Stored data entries:

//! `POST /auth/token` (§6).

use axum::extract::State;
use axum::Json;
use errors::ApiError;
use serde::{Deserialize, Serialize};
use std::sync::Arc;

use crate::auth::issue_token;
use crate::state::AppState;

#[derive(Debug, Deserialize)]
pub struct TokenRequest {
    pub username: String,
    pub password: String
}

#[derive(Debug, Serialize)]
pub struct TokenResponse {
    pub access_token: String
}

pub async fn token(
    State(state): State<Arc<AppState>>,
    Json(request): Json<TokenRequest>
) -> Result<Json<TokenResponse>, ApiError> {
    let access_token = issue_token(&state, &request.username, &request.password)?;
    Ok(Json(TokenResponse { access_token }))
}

--

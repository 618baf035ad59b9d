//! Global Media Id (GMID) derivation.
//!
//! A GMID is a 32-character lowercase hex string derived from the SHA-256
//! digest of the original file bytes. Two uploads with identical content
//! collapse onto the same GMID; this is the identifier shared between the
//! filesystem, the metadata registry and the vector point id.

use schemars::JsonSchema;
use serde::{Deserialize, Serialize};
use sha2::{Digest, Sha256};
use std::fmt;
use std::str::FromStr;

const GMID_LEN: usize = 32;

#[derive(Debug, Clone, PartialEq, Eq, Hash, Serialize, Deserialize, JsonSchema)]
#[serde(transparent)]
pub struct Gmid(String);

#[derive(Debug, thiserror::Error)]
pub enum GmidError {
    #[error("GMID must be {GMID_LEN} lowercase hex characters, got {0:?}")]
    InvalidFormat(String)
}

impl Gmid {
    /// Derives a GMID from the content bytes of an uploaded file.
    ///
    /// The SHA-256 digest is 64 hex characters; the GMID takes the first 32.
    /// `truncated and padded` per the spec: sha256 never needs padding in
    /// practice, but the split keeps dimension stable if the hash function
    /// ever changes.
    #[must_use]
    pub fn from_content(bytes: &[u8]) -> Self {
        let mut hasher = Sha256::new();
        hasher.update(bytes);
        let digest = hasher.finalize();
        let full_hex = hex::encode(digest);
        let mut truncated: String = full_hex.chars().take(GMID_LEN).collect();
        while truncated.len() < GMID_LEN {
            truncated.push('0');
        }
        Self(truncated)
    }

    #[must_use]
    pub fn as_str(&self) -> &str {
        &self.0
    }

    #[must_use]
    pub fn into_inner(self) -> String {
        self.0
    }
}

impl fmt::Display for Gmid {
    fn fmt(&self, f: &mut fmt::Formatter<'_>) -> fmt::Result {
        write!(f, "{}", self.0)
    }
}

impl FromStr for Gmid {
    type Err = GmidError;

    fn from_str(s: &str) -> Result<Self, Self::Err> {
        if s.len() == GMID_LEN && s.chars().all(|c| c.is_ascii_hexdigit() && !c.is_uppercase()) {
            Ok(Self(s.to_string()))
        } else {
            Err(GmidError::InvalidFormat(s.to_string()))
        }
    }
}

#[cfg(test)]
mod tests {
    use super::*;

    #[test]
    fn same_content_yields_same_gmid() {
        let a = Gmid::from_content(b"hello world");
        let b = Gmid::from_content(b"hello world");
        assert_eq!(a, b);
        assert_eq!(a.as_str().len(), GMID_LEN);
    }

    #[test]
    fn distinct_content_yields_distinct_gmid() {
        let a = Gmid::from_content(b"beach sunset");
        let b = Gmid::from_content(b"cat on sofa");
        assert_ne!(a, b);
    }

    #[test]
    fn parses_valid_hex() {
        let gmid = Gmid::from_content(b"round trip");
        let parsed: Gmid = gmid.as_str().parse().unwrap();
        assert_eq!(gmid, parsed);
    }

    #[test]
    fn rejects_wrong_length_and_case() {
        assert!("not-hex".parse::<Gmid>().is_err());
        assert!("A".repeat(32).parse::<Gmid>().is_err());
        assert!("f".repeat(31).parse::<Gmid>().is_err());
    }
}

Problem statement
Which lines of the data hold the string "hasher"? Return each of them.

Your response
        let mut hasher = Sha256::new();
        hasher.update(bytes);
        let digest = hasher.finalize();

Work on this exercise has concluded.